Ukrainian soldier and politician

Maksym Borysovych Zhorin (Максим Борисович Жорін) is a Ukrainian soldier and politician who is currently serving as the deputy commander of the 3rd Assault Brigade. Zhorin served as the commander of the Azov Brigade between 2016 and 2017 and is a major in the Armed Forces of Ukraine. Politically, he is serving as the chief of the central staff of the National Corps.

== Biography ==
Zhorin was born in Rubizhne, Luhansk Oblast, Ukrainian SSR on June 7, 1989. In 2008, he graduated from Rubizhne Polytechnic College at the University of Luhansk, and graduated from the Kyiv National University of Technologies and Design in 2014. In 2012, Zhorin got in a fight with Cameroonian William Achille, as a result of which Zhorin was stabbed. A Ukrainian court sentenced Achille to three years of a suspended sentence and forced him to pay Zhorin 21,000 hryvnias.

Zhorin joined the Azov Battalion as a volunteer in 2014 following the start of the war in Donbas, and rose to become commander of a regiment.
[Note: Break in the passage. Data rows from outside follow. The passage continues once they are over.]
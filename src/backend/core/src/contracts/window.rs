//! Temporal window of a contract.

use std::sync::atomic::{AtomicBool, Ordering};
use std::sync::OnceLock;
use std::time::{Duration, Instant};

use chrono::{DateTime, Utc};

/// Activation timestamp plus a fixed duration.
///
/// The start is stamped at most once. Expiry is latched: once observed it
/// never reverts.
#[derive(Debug)]
pub struct TemporalWindow {
    duration: Duration,
    start: OnceLock<(Instant, DateTime<Utc>)>,
    expired: AtomicBool,
}

impl TemporalWindow {
    pub fn new(duration: Duration) -> Self {
        Self {
            duration,
            start: OnceLock::new(),
            expired: AtomicBool::new(false),
        }
    }

    /// Stamp the start time. Returns `false` if the window was already started.
    pub fn start(&self) -> bool {
        self.start.set((Instant::now(), Utc::now())).is_ok()
    }

    pub fn is_started(&self) -> bool {
        self.start.get().is_some()
    }

    pub fn duration(&self) -> Duration {
        self.duration
    }

    /// Wall-clock activation time, if started.
    pub fn started_at(&self) -> Option<DateTime<Utc>> {
        self.start.get().map(|(_, at)| *at)
    }

    /// Time since activation (zero before activation).
    pub fn elapsed(&self) -> Duration {
        self.start
            .get()
            .map(|(instant, _)| instant.elapsed())
            .unwrap_or_default()
    }

    /// `max(0, duration - elapsed)`. The full duration before activation.
    pub fn time_remaining(&self) -> Duration {
        if self.expired.load(Ordering::Acquire) {
            return Duration::ZERO;
        }
        self.duration.saturating_sub(self.elapsed())
    }

    /// Whether the window has run out. Never true before activation.
    pub fn is_expired(&self) -> bool {
        if self.expired.load(Ordering::Acquire) {
            return true;
        }
        let expired = self.is_started() && self.elapsed() >= self.duration;
        if expired {
            self.expired.store(true, Ordering::Release);
        }
        expired
    }
}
He participated in the battle of Mariupol on June 13, 2014, and that August began fighting in the battle of Marinka, quickly liberating the city. Zhorin then participated in the battle of Ilovaisk that same month. He commanded his regiment of Azov during fighting for Shyrokyne, Berdyanske, Lebedynske, Pikuzy, and Pavlopil.
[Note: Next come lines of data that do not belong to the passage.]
//! Contract terms: success criteria, termination conditions, input/output
//! specifications and skill sets.
//!
//! Criteria and conditions are predicates over a [`ContractSnapshot`]. They are
//! supplied at construction and only ever evaluated.

use std::collections::BTreeMap;
use std::fmt;
use std::sync::Arc;
use std::time::Duration;

use serde::{Deserialize, Serialize};
use uuid::Uuid;

use super::{ContractState, ResourceAmounts, ResourceDimension};

/// A predicate evaluated against a contract snapshot.
pub type Predicate = Arc<dyn Fn(&ContractSnapshot) -> bool + Send + Sync>;

/// Point-in-time view of a contract handed to predicates.
#[derive(Debug, Clone)]
pub struct ContractSnapshot {
    pub contract_id: Uuid,
    pub state: ContractState,
    /// Own consumption per dimension
    pub consumption: ResourceAmounts,
    /// Utilization of finite-budget dimensions only
    pub utilization: ResourceAmounts,
    pub max_utilization: f64,
    pub elapsed: Duration,
    /// Present only during success evaluation
    pub output: Option<String>,
    /// Present only during success evaluation
    pub quality_score: Option<f64>,
}

impl ContractSnapshot {
    /// Own consumption of `dimension`.
    pub fn consumed(&self, dimension: ResourceDimension) -> f64 {
        self.consumption.get(&dimension).copied().unwrap_or(0.0)
    }
}

// ═══════════════════════════════════════════════════════════════════════════════
// Success Criteria
// ═══════════════════════════════════════════════════════════════════════════════

/// One weighted success predicate.
#[derive(Clone)]
pub struct SuccessCriterion {
    pub name: String,
    pub weight: f64,
    predicate: Predicate,
}

impl SuccessCriterion {
    pub fn new<F>(name: impl Into<String>, weight: f64, predicate: F) -> Self
    where
        F: Fn(&ContractSnapshot) -> bool + Send + Sync + 'static,
    {
        Self {
            name: name.into(),
            weight,
            predicate: Arc::new(predicate),
        }
    }

    pub fn is_met(&self, snapshot: &ContractSnapshot) -> bool {
        (self.predicate)(snapshot)
    }
}

impl fmt::Debug for SuccessCriterion {
    fn fmt(&self, f: &mut fmt::Formatter<'_>) -> fmt::Result {
        f.debug_struct("SuccessCriterion")
            .field("name", &self.name)
            .field("weight", &self.weight)
            .finish_non_exhaustive()
    }
}

/// Weighted predicates plus the threshold their sum must reach.
#[derive(Debug, Clone)]
pub struct SuccessCriteria {
    criteria: Vec<SuccessCriterion>,
    threshold: f64,
}

impl SuccessCriteria {
    pub const DEFAULT_THRESHOLD: f64 = 0.8;

    pub fn new(threshold: f64) -> Self {
        Self {
            criteria: Vec::new(),
            threshold,
        }
    }

    pub fn push(&mut self, criterion: SuccessCriterion) {
        self.criteria.push(criterion);
    }

    pub fn set_threshold(&mut self, threshold: f64) {
        self.threshold = threshold;
    }

    pub fn threshold(&self) -> f64 {
        self.threshold
    }

    pub fn criteria(&self) -> &[SuccessCriterion] {
        &self.criteria
    }

    /// Weighted score of met criteria, and whether it reaches the threshold.
    ///
    /// An empty set scores 1.0.
    pub fn evaluate(&self, snapshot: &ContractSnapshot) -> (bool, f64) {
        if self.criteria.is_empty() {
            return (true, 1.0);
        }

        let score: f64 = self
            .criteria
            .iter()
            .filter(|c| c.is_met(snapshot))
            .map(|c| c.weight)
            .sum();

        (score >= self.threshold, score)
    }
}

impl Default for SuccessCriteria {
    fn default() -> Self {
        Self::new(Self::DEFAULT_THRESHOLD)
    }
}

// ═══════════════════════════════════════════════════════════════════════════════
// Termination Conditions
// ═══════════════════════════════════════════════════════════════════════════════

/// A named predicate that ends the contract when true.
#[derive(Clone)]
pub struct TerminationCondition {
    pub name: String,
    predicate: Predicate,
}

impl TerminationCondition {
    pub fn new<F>(name: impl Into<String>, predicate: F) -> Self
    where
        F: Fn(&ContractSnapshot) -> bool + Send + Sync + 'static,
    {
        Self {
            name: name.into(),
            predicate: Arc::new(predicate),
        }
    }
}

impl fmt::Debug for TerminationCondition {
    fn fmt(&self, f: &mut fmt::Formatter<'_>) -> fmt::Result {
        f.debug_struct("TerminationCondition")
            .field("name", &self.name)
            .finish_non_exhaustive()
    }
}

/// Disjunction of termination predicates.
#[derive(Debug, Clone, Default)]
pub struct TerminationConditions {
    conditions: Vec<TerminationCondition>,
}

impl TerminationConditions {
    pub fn push(&mut self, condition: TerminationCondition) {
        self.conditions.push(condition);
    }

    pub fn len(&self) -> usize {
        self.conditions.len()
    }

    pub fn is_empty(&self) -> bool {
        self.conditions.is_empty()
    }

    /// Name of the first condition that holds.
    pub fn triggered(&self, snapshot: &ContractSnapshot) -> Option<&str> {
        self.conditions
            .iter()
            .find(|c| (c.predicate)(snapshot))
            .map(|c| c.name.as_str())
    }
}

// ═══════════════════════════════════════════════════════════════════════════════
// Output / Input Specifications
// ═══════════════════════════════════════════════════════════════════════════════

/// Requirements on produced output.
#[derive(Debug, Clone, PartialEq, Serialize, Deserialize)]
pub struct OutputSpec {
    /// Minimum acceptable quality score (0.0 - 1.0)
    #[serde(default = "default_min_quality")]
    pub min_quality: f64,

    /// Free-form formatting requirements, rendered into budget prompts
    #[serde(default)]
    pub formatting: Vec<String>,
}

fn default_min_quality() -> f64 {
    0.8
}

impl OutputSpec {
    pub fn with_min_quality(min_quality: f64) -> Self {
        Self {
            min_quality,
            ..Self::default()
        }
    }

    pub fn meets_quality(&self, quality_score: f64) -> bool {
        quality_score >= self.min_quality
    }
}

impl Default for OutputSpec {
    fn default() -> Self {
        Self {
            min_quality: default_min_quality(),
            formatting: Vec::new(),
        }
    }
}

/// JSON type expected for an input field.
#[derive(Debug, Clone, Copy, PartialEq, Eq, Serialize, Deserialize)]
#[serde(rename_all = "snake_case")]
pub enum InputKind {
    String,
    Number,
    Bool,
    Array,
    Object,
}

impl InputKind {
    fn matches(self, value: &serde_json::Value) -> bool {
        match self {
            Self::String => value.is_string(),
            Self::Number => value.is_number(),
            Self::Bool => value.is_boolean(),
            Self::Array => value.is_array(),
            Self::Object => value.is_object(),
        }
    }
}

type InputRule = Arc<dyn Fn(&serde_json::Value) -> std::result::Result<(), String> + Send + Sync>;

/// Required input fields plus custom validation rules.
#[derive(Clone, Default)]
pub struct InputSpec {
    required: BTreeMap<String, InputKind>,
    rules: Vec<InputRule>,
}

impl InputSpec {
    pub fn new() -> Self {
        Self::default()
    }

    pub fn require(mut self, field: impl Into<String>, kind: InputKind) -> Self {
        self.required.insert(field.into(), kind);
        self
    }

    pub fn rule<F>(mut self, rule: F) -> Self
    where
        F: Fn(&serde_json::Value) -> std::result::Result<(), String> + Send + Sync + 'static,
    {
        self.rules.push(Arc::new(rule));
        self
    }

    /// Check `input`, collecting every problem found.
    pub fn validate(&self, input: &serde_json::Value) -> std::result::Result<(), Vec<String>> {
        let mut errors = Vec::new();

        for (field, kind) in &self.required {
            match input.get(field) {
                None => errors.push(format!("missing required input: {}", field)),
                Some(value) if !kind.matches(value) => {
                    errors.push(format!("invalid type for {}: expected {:?}", field, kind))
                }
                Some(_) => {}
            }
        }

        errors.extend(self.rules.iter().filter_map(|rule| rule(input).err()));

        if errors.is_empty() {
            Ok(())
        } else {
            Err(errors)
        }
    }
}

impl fmt::Debug for InputSpec {
    fn fmt(&self, f: &mut fmt::Formatter<'_>) -> fmt::Result {
        f.debug_struct("InputSpec")
            .field("required", &self.required)
            .field("rules", &self.rules.len())
            .finish()
    }
}

// ═══════════════════════════════════════════════════════════════════════════════
// Skill Set
// ═══════════════════════════════════════════════════════════════════════════════

#[derive(Debug, Clone, Copy, PartialEq, Serialize, Deserialize)]
pub struct Skill {
    pub cost: f64,
    pub success_probability: f64,
}

/// Capabilities available under a contract.
#[derive(Debug, Clone, Default, PartialEq, Serialize, Deserialize)]
#[serde(transparent)]
pub struct SkillSet(BTreeMap<String, Skill>);

impl SkillSet {
    pub fn new() -> Self {
        Self::default()
    }

    pub fn with_skill(mut self, name: impl Into<String>, cost: f64, success_probability: f64) -> Self {
        self.0.insert(
            name.into(),
            Skill {
                cost,
                success_probability,
            },
        );
        self
    }

    pub fn has(&self, name: &str) -> bool {
        self.0.contains_key(name)
    }

    /// Cost of `name`; unknown skills cost 1.0.
    pub fn cost(&self, name: &str) -> f64 {
        self.0.get(name).map_or(1.0, |s| s.cost)
    }

    /// Success probability of `name`; unknown skills are assumed certain.
    pub fn success_probability(&self, name: &str) -> f64 {
        self.0.get(name).map_or(1.0, |s| s.success_probability)
    }

    pub fn names(&self) -> impl Iterator<Item = &str> {
        self.0.keys().map(String::as_str)
    }
}

#[cfg(test)]
mod tests {
    use super::*;
    use serde_json::json;

    fn snapshot() -> ContractSnapshot {
        ContractSnapshot {
            contract_id: Uuid::new_v4(),
            state: ContractState::Active,
            consumption: [(ResourceDimension::Tokens, 400.0)].into_iter().collect(),
            utilization: [(ResourceDimension::Tokens, 0.4)].into_iter().collect(),
            max_utilization: 0.4,
            elapsed: Duration::from_secs(3),
            output: Some("done".to_string()),
            quality_score: Some(0.9),
        }
    }

    #[test]
    fn test_empty_criteria_score_one() {
        let criteria = SuccessCriteria::default();
        assert_eq!(criteria.evaluate(&snapshot()), (true, 1.0));
    }

    #[test]
    fn test_weighted_sum() {
        let mut criteria = SuccessCriteria::new(0.6);
        criteria.push(SuccessCriterion::new("has_output", 0.5, |s| s.output.is_some()));
        criteria.push(SuccessCriterion::new("cheap", 0.3, |s| {
            s.consumed(ResourceDimension::Tokens) < 100.0
        }));
        criteria.push(SuccessCriterion::new("quick", 0.2, |s| s.elapsed.as_secs() < 10));

        let (met, score) = criteria.evaluate(&snapshot());
        assert!(met);
        assert!((score - 0.7).abs() < 1e-9);

        criteria.set_threshold(0.8);
        assert!(!criteria.evaluate(&snapshot()).0);
    }

    #[test]
    fn test_first_triggered_condition_wins() {
        let mut conditions = TerminationConditions::default();
        conditions.push(TerminationCondition::new("never", |_| false));
        conditions.push(TerminationCondition::new("over_budget", |s| s.max_utilization > 0.3));
        conditions.push(TerminationCondition::new("also", |_| true));

        assert_eq!(conditions.triggered(&snapshot()), Some("over_budget"));
    }

    #[test]
    fn test_input_spec_collects_errors() {
        let spec = InputSpec::new()
            .require("task", InputKind::String)
            .require("priority", InputKind::Number)
            .rule(|v| {
                if v.get("task").and_then(|t| t.as_str()).is_some_and(str::is_empty) {
                    Err("task must not be empty".to_string())
                } else {
                    Ok(())
                }
            });

        assert!(spec.validate(&json!({"task": "review", "priority": 2})).is_ok());

        let errors = spec.validate(&json!({"task": "", "priority": "high"})).unwrap_err();
        assert_eq!(errors.len(), 2);

        let errors = spec.validate(&json!({})).unwrap_err();
        assert!(errors.iter().any(|e| e.contains("missing required input: task")));
    }

    #[test]
    fn test_skill_defaults() {
        let skills = SkillSet::new().with_skill("search", 2.5, 0.9);
        assert!(skills.has("search"));
        assert_eq!(skills.cost("search"), 2.5);
        assert_eq!(skills.cost("unknown"), 1.0);
        assert_eq!(skills.success_probability("unknown"), 1.0);
    }

    #[test]
    fn test_output_quality_threshold() {
        let spec = OutputSpec::default();
        assert!(spec.meets_quality(0.8));
        assert!(!spec.meets_quality(0.79));
    }
}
Between 2016 and 2017, Zhorin served as commander of his regiment in Azov. Zhorin was found guilty alongside Vladyslav Sobolevskyi for shelling the village of Bezimenne on May 9, 2017, during a demonstration by Donetsk People's Republic supporters.

In October 2017, Zhorin headed the regional office of the National Corps in Kharkiv Oblast. He began heading the central headquarters of the party in 2020. Zhorin disrupted the "National Platform of Unity and Reconciliation" conference in 2020 headed by Serhiy Syvoho. Zhorin, along with other National Corps members Sobolevskyi, Serhiy Tamarin, Sasha Volkov, and Yurii Kapleya, was arrested. Zhorin was released two hours later.
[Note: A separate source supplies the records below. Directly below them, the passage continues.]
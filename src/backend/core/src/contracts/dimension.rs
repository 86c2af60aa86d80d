//! Resource dimensions.

use serde::{Deserialize, Serialize};
use std::fmt;
use std::str::FromStr;

use crate::error::{CovenantError, ErrorCode};

/// A single kind of resource a contract can budget.
///
/// Dimensions are independent: budgets and consumption are never combined or
/// converted between them.
#[derive(Debug, Clone, Copy, PartialEq, Eq, Hash, PartialOrd, Ord, Serialize, Deserialize)]
#[serde(rename_all = "snake_case")]
pub enum ResourceDimension {
    /// Language-model token units
    Tokens,
    /// Calls to external APIs
    ApiCalls,
    /// Agent loop iterations
    Iterations,
    /// Web search requests
    WebSearches,
    /// Wall-clock compute time in seconds
    ComputeTime,
    /// Monetary cost in dollars
    ExternalCost,
}

impl ResourceDimension {
    /// Number of dimensions.
    pub const COUNT: usize = 6;

    /// Every dimension, in declaration order.
    pub const ALL: [ResourceDimension; Self::COUNT] = [
        Self::Tokens,
        Self::ApiCalls,
        Self::Iterations,
        Self::WebSearches,
        Self::ComputeTime,
        Self::ExternalCost,
    ];

    /// Stable index used for per-dimension atomic arrays.
    #[inline]
    pub const fn index(self) -> usize {
        match self {
            Self::Tokens => 0,
            Self::ApiCalls => 1,
            Self::Iterations => 2,
            Self::WebSearches => 3,
            Self::ComputeTime => 4,
            Self::ExternalCost => 5,
        }
    }

    /// The snake_case name used in configuration and serialized output.
    pub const fn as_str(self) -> &'static str {
        match self {
            Self::Tokens => "tokens",
            Self::ApiCalls => "api_calls",
            Self::Iterations => "iterations",
            Self::WebSearches => "web_searches",
            Self::ComputeTime => "compute_time",
            Self::ExternalCost => "external_cost",
        }
    }
}

impl fmt::Display for ResourceDimension {
    fn fmt(&self, f: &mut fmt::Formatter<'_>) -> fmt::Result {
        f.write_str(self.as_str())
    }
}

impl FromStr for ResourceDimension {
    type Err = CovenantError;

    fn from_str(s: &str) -> Result<Self, Self::Err> {
        let normalized = s.trim().to_ascii_lowercase().replace('-', "_");
        Self::ALL
            .into_iter()
            .find(|dim| dim.as_str() == normalized)
            .ok_or_else(|| {
                CovenantError::new(
                    ErrorCode::InvalidConfiguration,
                    format!("Unknown resource dimension: {}", s),
                )
            })
    }
}

#[cfg(test)]
mod tests {
    use super::*;

    #[test]
    fn test_index_matches_declaration_order() {
        for (i, dim) in ResourceDimension::ALL.iter().enumerate() {
            assert_eq!(dim.index(), i);
        }
    }

    #[test]
    fn test_parse_names() {
        assert_eq!("tokens".parse::<ResourceDimension>().unwrap(), ResourceDimension::Tokens);
        assert_eq!(
            "web-searches".parse::<ResourceDimension>().unwrap(),
            ResourceDimension::WebSearches
        );
        assert_eq!(
            " External_Cost ".parse::<ResourceDimension>().unwrap(),
            ResourceDimension::ExternalCost
        );
        assert!("bananas".parse::<ResourceDimension>().is_err());
    }

    #[test]
    fn test_serde_snake_case() {
        let json = serde_json::to_string(&ResourceDimension::ApiCalls).unwrap();
        assert_eq!(json, "\"api_calls\"");
    }
}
Zhorin fought in the battle of Kyiv as a fighter in the Azov-Kyiv formation at the onset of the Russian invasion of Ukraine on February 24, 2022. Zhorin helped plan out defenses of Kyiv, and helped organize the transferral of volunteers from Azov to the besieged city of Mariupol. Since 2023, Zhorin has served as the deputy commander of the 3rd Assault Brigade.